When people ask me do I believe in God, I saw yes, I may even say that I see myself as a gay Catholic. I was raised a Catholic, was very involved with my youth group, and yes I even looked into entering the priesthood. I was hiding from my sexuality, and was not ashamed of it, rather, I honestly felt like I had a calling to it. And if you think I like little boys you are wrong, being gay doesn’t make you a pedophile. And if you want to know about my boyfriend, he’s 49, masculine, and the love of my life. He served as a Marine like my Father, and as a cop. Yes, you read right, a gay cop/marine, there’s more out there too. Now back to my blog. I struggled throughout my older childhood knowing that I liked older men. I never thought it was wrong, even though my parents, and many churches assume it’s wrong and evil. Hell I cannot mention the priests who have told me that it’s ok to be a gay catholic, as long as I am partnered to one man. But I have not lived like this without my own demons, and struggles. I mean When were you told that the way you were was wrong, to the point that someone told you, “ You are going to burn in Hell for who you are.” I’m sorry, but I just do not buy that. I know I was made the way I am, God did not mess up, he made me who I am. A proud gay man. So back to the struggle, I may sound like your “typical, I’m proud to be gay” guy here, but I have my reasons. You will not hear me say “I’m here and I’m queer.” But I will not allot anyone to throw me into the closet again.
I put myself in the closet to hide from the torment I was facing from my family and faith community, but never again will I allow myself to go there again. Why you ask, I will not go there again, because it did more harm to me than good. Too often you hear about men sneaking around, and claiming to be straight, when in fact they are F**king the guy in the next bathroom stall. Too many straight people think this is what it means to be gay, and I am here to be another voice to say, this is what many men in the community do, but not all. It would be like if I said all straight men are after P**sy and nothing more. So why say ALL gay men are after D*ck.
When was the last time tat you found yourself sitting alone thinking about your family with a gun in your mouth because you couldn’t share who you really were with your family and friends. When was the last time you stood on a bridge wondering who would miss you if you jumped. When was the last time you felt so alone that you felt like no one wanted to be your friend, all because of who you were attracted to. When was the lat time your parents didn’t take your depression seriously enough, that you swallowed a full bottle of pills so that they had no choice but to listen to you. This is the pain that today’s homosexuals go through. And while some may say that “society supports” us, this statement is false.
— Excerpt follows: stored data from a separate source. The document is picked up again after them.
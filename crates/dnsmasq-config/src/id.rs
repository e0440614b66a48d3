//! Unique id generation for default pid file paths.

use uuid::Uuid;

/// Source of globally unique identifiers.
///
/// Validation asks for at most one id per configuration, and only when the
/// caller left `pidFile` unset. Tests inject a deterministic implementation.
#[cfg_attr(test, mockall::automock)]
pub trait IdGenerator {
    /// Returns a fresh identifier suitable for use in a file name.
    fn next_id(&self) -> String;
}

/// Generates random (version 4) UUIDs.
#[derive(Debug, Default, Clone, Copy)]
pub struct UuidGenerator;

impl IdGenerator for UuidGenerator {
    fn next_id(&self) -> String {
        Uuid::new_v4().to_string()
    }
}
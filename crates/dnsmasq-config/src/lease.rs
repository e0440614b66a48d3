//! Lease length values in dnsmasq's `<integer>(m|h)` notation.

use std::fmt;
use std::str::FromStr;

use thiserror::Error;

/// Unit suffix of a lease length.
#[derive(Debug, Clone, Copy, PartialEq, Eq, Hash)]
pub enum LeaseUnit {
    /// `m` suffix.
    Minutes,
    /// `h` suffix.
    Hours,
}

impl LeaseUnit {
    /// Returns the single-character suffix dnsmasq expects.
    #[must_use]
    pub const fn suffix(self) -> char {
        match self {
            Self::Minutes => 'm',
            Self::Hours => 'h',
        }
    }
}

/// Duration of a DHCP lease as understood by dnsmasq.
///
/// ```
/// use dnsmasq_config::{LeaseLength, LeaseUnit};
///
/// let lease: LeaseLength = "90m".parse().unwrap();
/// assert_eq!(lease, LeaseLength::new(90, LeaseUnit::Minutes));
/// assert_eq!(lease.to_string(), "90m");
/// ```
#[derive(Debug, Clone, Copy, PartialEq, Eq, Hash)]
pub struct LeaseLength {
    amount: u64,
    unit: LeaseUnit,
}

impl LeaseLength {
    /// Creates a lease length from its parts.
    #[must_use]
    pub const fn new(amount: u64, unit: LeaseUnit) -> Self {
        Self { amount, unit }
    }

    /// Numeric part of the lease length.
    #[must_use]
    pub const fn amount(self) -> u64 {
        self.amount
    }

    /// Unit of the lease length.
    #[must_use]
    pub const fn unit(self) -> LeaseUnit {
        self.unit
    }
}

impl fmt::Display for LeaseLength {
    fn fmt(&self, f: &mut fmt::Formatter<'_>) -> fmt::Result {
        write!(f, "{}{}", self.amount, self.unit.suffix())
    }
}

/// Raised when text is not a usable `<integer>(m|h)` lease length.
#[derive(Debug, Clone, PartialEq, Eq, Error)]
pub enum LeaseLengthParseError {
    /// The text does not have the `<integer>(m|h)` shape.
    #[error("lease length must be an integer followed by 'm' or 'h', got '{input}'")]
    Malformed {
        /// Rejected input.
        input: String,
    },
    /// The shape is right but the amount does not fit in 64 bits.
    #[error("lease length '{input}' is too large; the amount must not exceed {max}", max = u64::MAX)]
    OutOfRange {
        /// Rejected input.
        input: String,
    },
}

impl LeaseLengthParseError {
    /// Text that failed to parse.
    #[must_use]
    pub fn input(&self) -> &str {
        match self {
            Self::Malformed { input } | Self::OutOfRange { input } => input,
        }
    }
}

impl FromStr for LeaseLength {
    type Err = LeaseLengthParseError;

    fn from_str(input: &str) -> Result<Self, Self::Err> {
        let malformed = || LeaseLengthParseError::Malformed {
            input: input.to_owned(),
        };
        let (digits, unit) = match (input.strip_suffix('m'), input.strip_suffix('h')) {
            (Some(digits), _) => (digits, LeaseUnit::Minutes),
            (_, Some(digits)) => (digits, LeaseUnit::Hours),
            _ => return Err(malformed()),
        };
        if digits.is_empty() || !digits.bytes().all(|byte| byte.is_ascii_digit()) {
            return Err(malformed());
        }
        // Only digits remain, so overflow is the sole way parsing can fail.
        let amount = digits
            .parse::<u64>()
            .map_err(|_| LeaseLengthParseError::OutOfRange {
                input: input.to_owned(),
            })?;
        Ok(Self::new(amount, unit))
    }
}
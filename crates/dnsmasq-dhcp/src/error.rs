//! Error types for the dnsmasq server lifecycle.
//!
//! I/O errors are wrapped in `Arc` so the enums stay `Clone` and small enough
//! for the `result_large_err` lint.

use std::io;
use std::num::ParseIntError;
use std::path::PathBuf;
use std::sync::Arc;

use thiserror::Error;

use crate::supervisor::ProcessOutput;

/// Errors raised by [`DnsmasqDhcp::start`](crate::DnsmasqDhcp::start).
#[derive(Debug, Clone, Error)]
pub enum StartError {
    /// The executable was not found when the instance was built.
    #[error("'{binary}' was not found in any of {searched:?}")]
    BinaryNotFound {
        /// Executable name that was searched for.
        binary: String,
        /// Directories that were searched, in order.
        searched: Vec<PathBuf>,
    },
    /// The executable could not be spawned.
    #[error("failed to spawn '{binary}': {source}", binary = .binary.display())]
    Spawn {
        /// Resolved executable path.
        binary: PathBuf,
        /// Underlying IO error.
        #[source]
        source: Arc<io::Error>,
    },
    /// Collecting output from or waiting on the process failed.
    #[error("failed to supervise '{binary}': {source}", binary = .binary.display())]
    Io {
        /// Resolved executable path.
        binary: PathBuf,
        /// Underlying IO error.
        #[source]
        source: Arc<io::Error>,
    },
    /// The process exited with a nonzero status.
    #[error("dnsmasq exited with status {}{}", .output.code, stderr_suffix(.output))]
    ProcessFailed {
        /// Everything the process reported before it closed.
        output: ProcessOutput,
    },
}

impl StartError {
    /// Output of the failed process, when the failure came from its exit status.
    #[must_use]
    pub const fn output(&self) -> Option<&ProcessOutput> {
        match self {
            Self::ProcessFailed { output } => Some(output),
            _ => None,
        }
    }
}

fn stderr_suffix(output: &ProcessOutput) -> String {
    output
        .stderr
        .as_deref()
        .map(|stderr| format!(": {stderr}"))
        .unwrap_or_default()
}

/// Problems with the pid file dnsmasq leaves behind.
///
/// Only logged: a pid that cannot be recovered leaves the recorded pid as it
/// was and never fails a start.
#[derive(Debug, Error)]
pub(crate) enum PidFileError {
    #[error("failed to read pid file '{path}': {source}", path = .path.display())]
    Read {
        path: PathBuf,
        #[source]
        source: io::Error,
    },
    #[error("failed to parse pid file '{path}': {source}", path = .path.display())]
    Parse {
        path: PathBuf,
        #[source]
        source: ParseIntError,
    },
}

/// Errors raised by [`DnsmasqDhcp::stop`](crate::DnsmasqDhcp::stop).
///
/// Failures of the termination utility itself are logged and never surface
/// here.
#[derive(Debug, Clone, Error)]
pub enum StopError {
    /// The pid file exists but could not be removed.
    #[error("failed to remove pid file '{path}': {source}", path = .path.display())]
    RemovePidFile {
        /// Pid file path.
        path: PathBuf,
        /// Underlying IO error.
        #[source]
        source: Arc<io::Error>,
    },
}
Part of society is our family, and peers, and it’s this group of people that can either make or break a person. I grew up in a very strict Catholic family, and “homo fags” were to be avoided, and not acknowledged. It was this mind set that brought me to depression, and medications. I fought long and hard to get to where I am. I am now out to my immediate family, and to my close friends, everyone else is on a need to know basis. So The next time you hear a gay person stand up for who they are, think of where they might have been personally, Though I am out, my life is not easy, and one thing you’ll see as I post is that my mother greatly opposes me being gay, and my relationship with my boyfriend Shawn. Well I’m having a brain fart, and am not writing to by best caliber.
Slante’

2 comments:

Shawnnh58 said...

Nice blog dear. You are showing your courage and it's very becoming. Good work! I look forward to more.

lonewolf said...

Thank you Boo Bear. You are my inspiration.